Der neue« Trovatore» bei den Salzburger Festspielen ist mit Anna Netrebko und Placido Domingo prominent besetzt. Allein, es nützt nichts, die Aufführung ist nicht zu retten.

Anna Netrebko als «Leonora», Placido Domingo als «Il Conte di Luna» in der Fotoprobe zu Verdis Oper «Il Trovatore» im Grossen Salzburger Festspielhaus. Foto: Barbara Gindl/Keystone
Anna Netrebko als «Leonora», Placido Domingo als «Il Conte di Luna» in der Fotoprobe zu Verdis Oper «Il Trovatore» im Grossen Salzburger Festspielhaus. Foto: Barbara Gindl/Keystone

Salzburg zur Festspielzeit gehört zu den wenigen Orten, an denen man aufpassen muss, vorausschreitenden Damen nicht auf die Schleppe zu treten.

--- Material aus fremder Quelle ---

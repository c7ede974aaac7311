//! Search engine client boundary
//!
//! Everything this crate needs from an Elasticsearch-compatible engine goes
//! through [`SearchEngine`]. Two implementations ship with the crate:
//!
//! - [`HttpEngine`]: talks to a real cluster over its REST API
//! - [`InMemoryEngine`]: an embedded engine that understands the subset of the
//!   query DSL produced by [`QueryBuilder`](crate::search::QueryBuilder), used by
//!   tests and local development

mod error;
mod factory;
mod http;
mod memory;

pub use error::{EngineError, EngineResult};
pub use factory::create_engine;
pub use http::HttpEngine;
pub use memory::InMemoryEngine;

use async_trait::async_trait;
use serde::{Deserialize, Serialize};
use serde_json::Value;

/// Operations offered by the search engine
#[async_trait]
pub trait SearchEngine: Send + Sync {
    /// Create an index with the given settings/mappings body
    async fn create_index(&self, name: &str, body: &Value) -> EngineResult<()>;

    /// Delete an index. Returns `false` when it did not exist.
    async fn delete_index(&self, name: &str) -> EngineResult<bool>;

    /// Check whether an index or alias with this name exists
    async fn index_exists(&self, name: &str) -> EngineResult<bool>;

    /// List concrete index names matching a wildcard pattern (`products_*`)
    async fn list_indices(&self, pattern: &str) -> EngineResult<Vec<String>>;

    /// Concrete indices the alias currently points to (empty if none)
    async fn get_alias(&self, alias: &str) -> EngineResult<Vec<String>>;

    /// Apply all alias actions in a single atomic request
    async fn update_aliases(&self, actions: &[AliasAction]) -> EngineResult<()>;

    /// Write a batch of operations
    async fn bulk(&self, index: &str, operations: &[BulkOperation]) -> EngineResult<BulkResponse>;

    /// Delete one document. Returns `false` when it did not exist.
    async fn delete_document(&self, index: &str, id: &str) -> EngineResult<bool>;

    /// Make all writes so far visible to search
    async fn refresh(&self, index: &str) -> EngineResult<()>;

    /// Execute a search request body
    async fn search(&self, index: &str, body: &Value) -> EngineResult<EngineResponse>;
}

/// One action of an atomic alias update
#[derive(Debug, Clone, PartialEq, Eq, Serialize, Deserialize)]
#[serde(rename_all = "snake_case")]
pub enum AliasAction {
    Add { index: String, alias: String },
    Remove { index: String, alias: String },
    /// Delete a concrete index as part of the same atomic request
    RemoveIndex { index: String },
}

impl AliasAction {
    pub fn to_json(&self) -> Value {
        match self {
            AliasAction::Add { index, alias } => {
                serde_json::json!({ "add": { "index": index, "alias": alias } })
            }
            AliasAction::Remove { index, alias } => {
                serde_json::json!({ "remove": { "index": index, "alias": alias } })
            }
            AliasAction::RemoveIndex { index } => {
                serde_json::json!({ "remove_index": { "index": index } })
            }
        }
    }
}

/// One entry of a bulk request
#[derive(Debug, Clone, PartialEq)]
pub enum BulkOperation {
    Index { id: String, source: Value },
    Delete { id: String },
}

impl BulkOperation {
    pub fn id(&self) -> &str {
        match self {
            BulkOperation::Index { id, .. } | BulkOperation::Delete { id } => id,
        }
    }
}

/// Bulk response as returned by the engine
#[derive(Debug, Clone, Default, Serialize, Deserialize)]
pub struct BulkResponse {
    #[serde(default)]
    pub errors: bool,
    #[serde(default)]
    pub items: Vec<BulkItem>,
}

impl BulkResponse {
    /// Items the engine refused, in request order
    pub fn failures(&self) -> impl Iterator<Item = &BulkItemResult> {
        self.items
            .iter()
            .map(BulkItem::result)
            .filter(|result| result.error.is_some())
    }
}

/// Per-operation entry of a bulk response, keyed by operation type
#[derive(Debug, Clone, Serialize, Deserialize)]
#[serde(rename_all = "snake_case")]
pub enum BulkItem {
    Index(BulkItemResult),
    Create(BulkItemResult),
    Update(BulkItemResult),
    Delete(BulkItemResult),
}

impl BulkItem {
    pub fn result(&self) -> &BulkItemResult {
        match self {
            BulkItem::Index(r) | BulkItem::Create(r) | BulkItem::Update(r) | BulkItem::Delete(r) => r,
        }
    }
}

#[derive(Debug, Clone, Serialize, Deserialize)]
pub struct BulkItemResult {
    #[serde(rename = "_id", default)]
    pub id: String,
    #[serde(default)]
    pub status: u16,
    #[serde(default, skip_serializing_if = "Option::is_none")]
    pub error: Option<EngineErrorBody>,
}

/// Error object as reported inside engine responses
#[derive(Debug, Clone, Serialize, Deserialize)]
pub struct EngineErrorBody {
    #[serde(rename = "type", default)]
    pub kind: String,
    #[serde(default)]
    pub reason: String,
}

/// Search response
#[derive(Debug, Clone, Default, Serialize, Deserialize)]
pub struct EngineResponse {
    #[serde(default)]
    pub took: u64,
    #[serde(default)]
    pub hits: EngineHits,
    #[serde(default, skip_serializing_if = "Option::is_none")]
    pub suggest: Option<Value>,
}

#[derive(Debug, Clone, Default, Serialize, Deserialize)]
pub struct EngineHits {
    #[serde(default)]
    pub total: HitsTotal,
    #[serde(default)]
    pub hits: Vec<EngineHit>,
}

#[derive(Debug, Clone, Default, Serialize, Deserialize)]
pub struct HitsTotal {
    pub value: u64,
}

#[derive(Debug, Clone, Serialize, Deserialize)]
pub struct EngineHit {
    #[serde(rename = "_index", default)]
    pub index: String,
    #[serde(rename = "_id")]
    pub id: String,
    #[serde(rename = "_score", default)]
    pub score: Option<f64>,
    #[serde(rename = "_source", default)]
    pub source: Value,
    #[serde(default, skip_serializing_if = "Vec::is_empty")]
    pub sort: Vec<Value>,
}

Bei der Neuproduktion von Verdis «Il Trovatore», wegen des Staraufgebots mit Anna Netrebko und Placido Domingo angeblich fünffach überbucht, ist die Schleppendichte besonders hoch. Dann gibt der Vorhang den Blick frei in ein Museum. An blassroten Wänden hängen Meisterwerke der Renaissance und des Barock: Ikonen der Kunstgeschichte von Lucas Cranach bis Rubens. Regisseur Alvis Hermanis, der sein eigener Bühnenbildner ist, hat sich munter bedient in den Kunstkammern der Welt.